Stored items
# # # #
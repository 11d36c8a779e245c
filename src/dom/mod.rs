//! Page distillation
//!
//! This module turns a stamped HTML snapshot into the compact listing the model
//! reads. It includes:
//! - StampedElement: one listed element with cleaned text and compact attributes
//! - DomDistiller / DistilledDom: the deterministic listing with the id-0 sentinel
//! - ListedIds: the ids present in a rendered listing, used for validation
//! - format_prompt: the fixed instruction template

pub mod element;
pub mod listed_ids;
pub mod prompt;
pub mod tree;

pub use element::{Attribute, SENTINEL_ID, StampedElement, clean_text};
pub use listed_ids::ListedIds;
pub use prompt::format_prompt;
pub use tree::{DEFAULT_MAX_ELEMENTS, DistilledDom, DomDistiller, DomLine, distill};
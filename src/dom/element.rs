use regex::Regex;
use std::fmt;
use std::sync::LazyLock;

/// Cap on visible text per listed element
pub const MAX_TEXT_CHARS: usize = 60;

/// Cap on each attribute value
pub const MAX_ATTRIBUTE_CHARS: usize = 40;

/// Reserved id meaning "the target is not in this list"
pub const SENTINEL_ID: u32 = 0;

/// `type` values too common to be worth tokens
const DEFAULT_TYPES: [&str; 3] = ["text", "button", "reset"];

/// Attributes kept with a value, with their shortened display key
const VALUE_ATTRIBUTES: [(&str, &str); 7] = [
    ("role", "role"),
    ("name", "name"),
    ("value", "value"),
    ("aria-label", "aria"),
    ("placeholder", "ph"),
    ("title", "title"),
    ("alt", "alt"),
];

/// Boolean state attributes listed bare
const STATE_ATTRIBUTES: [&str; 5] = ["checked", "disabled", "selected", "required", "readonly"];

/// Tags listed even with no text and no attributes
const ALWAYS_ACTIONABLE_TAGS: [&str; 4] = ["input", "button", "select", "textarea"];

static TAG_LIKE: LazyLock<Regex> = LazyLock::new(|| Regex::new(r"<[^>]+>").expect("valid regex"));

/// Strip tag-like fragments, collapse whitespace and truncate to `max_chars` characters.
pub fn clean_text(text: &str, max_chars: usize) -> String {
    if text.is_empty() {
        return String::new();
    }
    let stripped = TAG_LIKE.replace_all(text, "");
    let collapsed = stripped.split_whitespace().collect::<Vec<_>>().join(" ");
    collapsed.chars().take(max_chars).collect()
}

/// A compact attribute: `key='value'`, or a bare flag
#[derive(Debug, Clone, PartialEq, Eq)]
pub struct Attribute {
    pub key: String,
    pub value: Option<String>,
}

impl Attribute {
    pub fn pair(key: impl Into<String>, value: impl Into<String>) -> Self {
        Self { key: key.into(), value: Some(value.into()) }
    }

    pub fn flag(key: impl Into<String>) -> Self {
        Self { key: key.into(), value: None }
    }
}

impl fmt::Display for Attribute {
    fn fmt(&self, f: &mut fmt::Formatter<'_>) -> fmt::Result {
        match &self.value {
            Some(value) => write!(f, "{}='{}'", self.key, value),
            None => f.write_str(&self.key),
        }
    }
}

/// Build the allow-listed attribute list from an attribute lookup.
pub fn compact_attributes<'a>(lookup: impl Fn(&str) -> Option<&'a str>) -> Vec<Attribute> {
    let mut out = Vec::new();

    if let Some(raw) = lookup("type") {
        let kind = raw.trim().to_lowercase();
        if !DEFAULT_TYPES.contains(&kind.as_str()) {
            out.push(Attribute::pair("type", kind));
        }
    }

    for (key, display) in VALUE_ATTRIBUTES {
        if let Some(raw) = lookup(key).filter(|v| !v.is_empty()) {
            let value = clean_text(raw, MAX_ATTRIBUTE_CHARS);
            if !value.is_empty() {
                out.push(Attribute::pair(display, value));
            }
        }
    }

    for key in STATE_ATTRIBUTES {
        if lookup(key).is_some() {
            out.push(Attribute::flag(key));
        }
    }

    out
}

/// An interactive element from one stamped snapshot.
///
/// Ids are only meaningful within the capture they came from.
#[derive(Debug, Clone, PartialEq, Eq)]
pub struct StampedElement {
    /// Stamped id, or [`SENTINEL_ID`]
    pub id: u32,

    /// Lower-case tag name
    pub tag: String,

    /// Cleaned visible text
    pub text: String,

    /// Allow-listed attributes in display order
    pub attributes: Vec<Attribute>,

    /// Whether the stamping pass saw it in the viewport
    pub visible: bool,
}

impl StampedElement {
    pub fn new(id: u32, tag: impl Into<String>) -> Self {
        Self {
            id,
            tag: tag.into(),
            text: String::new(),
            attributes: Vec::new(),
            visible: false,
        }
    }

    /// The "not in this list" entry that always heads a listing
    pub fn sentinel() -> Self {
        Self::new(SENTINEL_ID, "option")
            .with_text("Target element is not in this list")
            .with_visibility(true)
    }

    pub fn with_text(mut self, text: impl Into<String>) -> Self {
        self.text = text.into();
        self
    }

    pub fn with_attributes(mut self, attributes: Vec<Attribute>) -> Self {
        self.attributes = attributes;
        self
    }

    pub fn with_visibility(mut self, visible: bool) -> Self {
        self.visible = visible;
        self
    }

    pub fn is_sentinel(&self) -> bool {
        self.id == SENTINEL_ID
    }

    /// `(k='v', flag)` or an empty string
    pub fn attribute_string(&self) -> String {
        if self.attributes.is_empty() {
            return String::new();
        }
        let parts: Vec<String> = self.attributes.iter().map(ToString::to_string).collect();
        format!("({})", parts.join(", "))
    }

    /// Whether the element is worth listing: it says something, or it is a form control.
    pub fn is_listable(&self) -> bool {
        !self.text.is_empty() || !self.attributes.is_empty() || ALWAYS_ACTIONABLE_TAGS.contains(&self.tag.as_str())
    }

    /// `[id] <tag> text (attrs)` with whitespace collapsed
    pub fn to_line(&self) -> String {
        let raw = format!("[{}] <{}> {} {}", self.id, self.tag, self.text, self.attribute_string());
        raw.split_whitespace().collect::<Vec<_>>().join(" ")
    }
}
# # # #
Nothing should be changed: write out all of the data as is.

• **EXERCISE OUTPUT**
repository 11d36c8a779e245c
filename src/dom/mod.rs
//! Page distillation
//!
//! This module turns a stamped HTML snapshot into the compact listing the model
//! reads. It includes:
//! - StampedElement: one listed element with cleaned text and compact attributes
//! - DomDistiller / DistilledDom: the deterministic listing with the id-0 sentinel
//! - ListedIds: the ids present in a rendered listing, used for validation
//! - format_prompt: the fixed instruction template

pub mod element;
pub mod listed_ids;
pub mod prompt;
pub mod tree;

pub use element::{Attribute, SENTINEL_ID, StampedElement, clean_text};
pub use listed_ids::ListedIds;
pub use prompt::format_prompt;
pub use tree::{DEFAULT_MAX_ELEMENTS, DistilledDom, DomDistiller, DomLine, distill};
filename src/dom/element.rs
use regex::Regex;
use std::fmt;
use std::sync::LazyLock;

/// Cap on visible text per listed element
pub const MAX_TEXT_CHARS: usize = 60;

/// Cap on each attribute value
pub const MAX_ATTRIBUTE_CHARS: usize = 40;

/// Reserved id meaning "the target is not in this list"
pub const SENTINEL_ID: u32 = 0;

/// `type` values too common to be worth tokens
const DEFAULT_TYPES: [&str; 3] = ["text", "button", "reset"];

/// Attributes kept with a value, with their shortened display key
const VALUE_ATTRIBUTES: [(&str, &str); 7] = [
    ("role", "role"),
    ("name", "name"),
    ("value", "value"),
    ("aria-label", "aria"),
    ("placeholder", "ph"),
    ("title", "title"),
    ("alt", "alt"),
];

/// Boolean state attributes listed bare
const STATE_ATTRIBUTES: [&str; 5] = ["checked", "disabled", "selected", "required", "readonly"];

/// Tags listed even with no text and no attributes
const ALWAYS_ACTIONABLE_TAGS: [&str; 4] = ["input", "button", "select", "textarea"];

static TAG_LIKE: LazyLock<Regex> = LazyLock::new(|| Regex::new(r"<[^>]+>").expect("valid regex"));

/// Strip tag-like fragments, collapse whitespace and truncate to `max_chars` characters.
pub fn clean_text(text: &str, max_chars: usize) -> String {
    if text.is_empty() {
        return String::new();
    }
    let stripped = TAG_LIKE.replace_all(text, "");
    let collapsed = stripped.split_whitespace().collect::<Vec<_>>().join(" ");
    collapsed.chars().take(max_chars).collect()
}

/// A compact attribute: `key='value'`, or a bare flag
#[derive(Debug, Clone, PartialEq, Eq)]
pub struct Attribute {
    pub key: String,
    pub value: Option<String>,
}

impl Attribute {
    pub fn pair(key: impl Into<String>, value: impl Into<String>) -> Self {
        Self { key: key.into(), value: Some(value.into()) }
    }

    pub fn flag(key: impl Into<String>) -> Self {
        Self { key: key.into(), value: None }
    }
}

impl fmt::Display for Attribute {
    fn fmt(&self, f: &mut fmt::Formatter<'_>) -> fmt::Result {
        match &self.value {
            Some(value) => write!(f, "{}='{}'", self.key, value),
            None => f.write_str(&self.key),
        }
    }
}

/// Build the allow-listed attribute list from an attribute lookup.
pub fn compact_attributes<'a>(lookup: impl Fn(&str) -> Option<&'a str>) -> Vec<Attribute> {
    let mut out = Vec::new();

    if let Some(raw) = lookup("type") {
        let kind = raw.trim().to_lowercase();
        if !DEFAULT_TYPES.contains(&kind.as_str()) {
            out.push(Attribute::pair("type", kind));
        }
    }

    for (key, display) in VALUE_ATTRIBUTES {
        if let Some(raw) = lookup(key).filter(|v| !v.is_empty()) {
            let value = clean_text(raw, MAX_ATTRIBUTE_CHARS);
            if !value.is_empty() {
                out.push(Attribute::pair(display, value));
            }
        }
    }

    for key in STATE_ATTRIBUTES {
        if lookup(key).is_some() {
            out.push(Attribute::flag(key));
        }
    }

    out
}

/// An interactive element from one stamped snapshot.
///
/// Ids are only meaningful within the capture they came from.
#[derive(Debug, Clone, PartialEq, Eq)]
pub struct StampedElement {
    /// Stamped id, or [`SENTINEL_ID`]
    pub id: u32,

    /// Lower-case tag name
    pub tag: String,

    /// Cleaned visible text
    pub text: String,

    /// Allow-listed attributes in display order
    pub attributes: Vec<Attribute>,

    /// Whether the stamping pass saw it in the viewport
    pub visible: bool,
}

impl StampedElement {
    pub fn new(id: u32, tag: impl Into<String>) -> Self {
        Self {
            id,
            tag: tag.into(),
            text: String::new(),
            attributes: Vec::new(),
            visible: false,
        }
    }

    /// The "not in this list" entry that always heads a listing
    pub fn sentinel() -> Self {
        Self::new(SENTINEL_ID, "option")
            .with_text("Target element is not in this list")
            .with_visibility(true)
    }

    pub fn with_text(mut self, text: impl Into<String>) -> Self {
        self.text = text.into();
        self
    }

    pub fn with_attributes(mut self, attributes: Vec<Attribute>) -> Self {
        self.attributes = attributes;
        self
    }

    pub fn with_visibility(mut self, visible: bool) -> Self {
        self.visible = visible;
        self
    }

    pub fn is_sentinel(&self) -> bool {
        self.id == SENTINEL_ID
    }

    /// `(k='v', flag)` or an empty string
    pub fn attribute_string(&self) -> String {
        if self.attributes.is_empty() {
            return String::new();
        }
        let parts: Vec<String> = self.attributes.iter().map(ToString::to_string).collect();
        format!("({})", parts.join(", "))
    }

    /// Whether the element is worth listing: it says something, or it is a form control.
    pub fn is_listable(&self) -> bool {
        !self.text.is_empty() || !self.attributes.is_empty() || ALWAYS_ACTIONABLE_TAGS.contains(&self.tag.as_str())
    }

    /// `[id] <tag> text (attrs)` with whitespace collapsed
    pub fn to_line(&self) -> String {
        let raw = format!("[{}] <{}> {} {}", self.id, self.tag, self.text, self.attribute_string());
        raw.split_whitespace().collect::<Vec<_>>().join(" ")
    }
}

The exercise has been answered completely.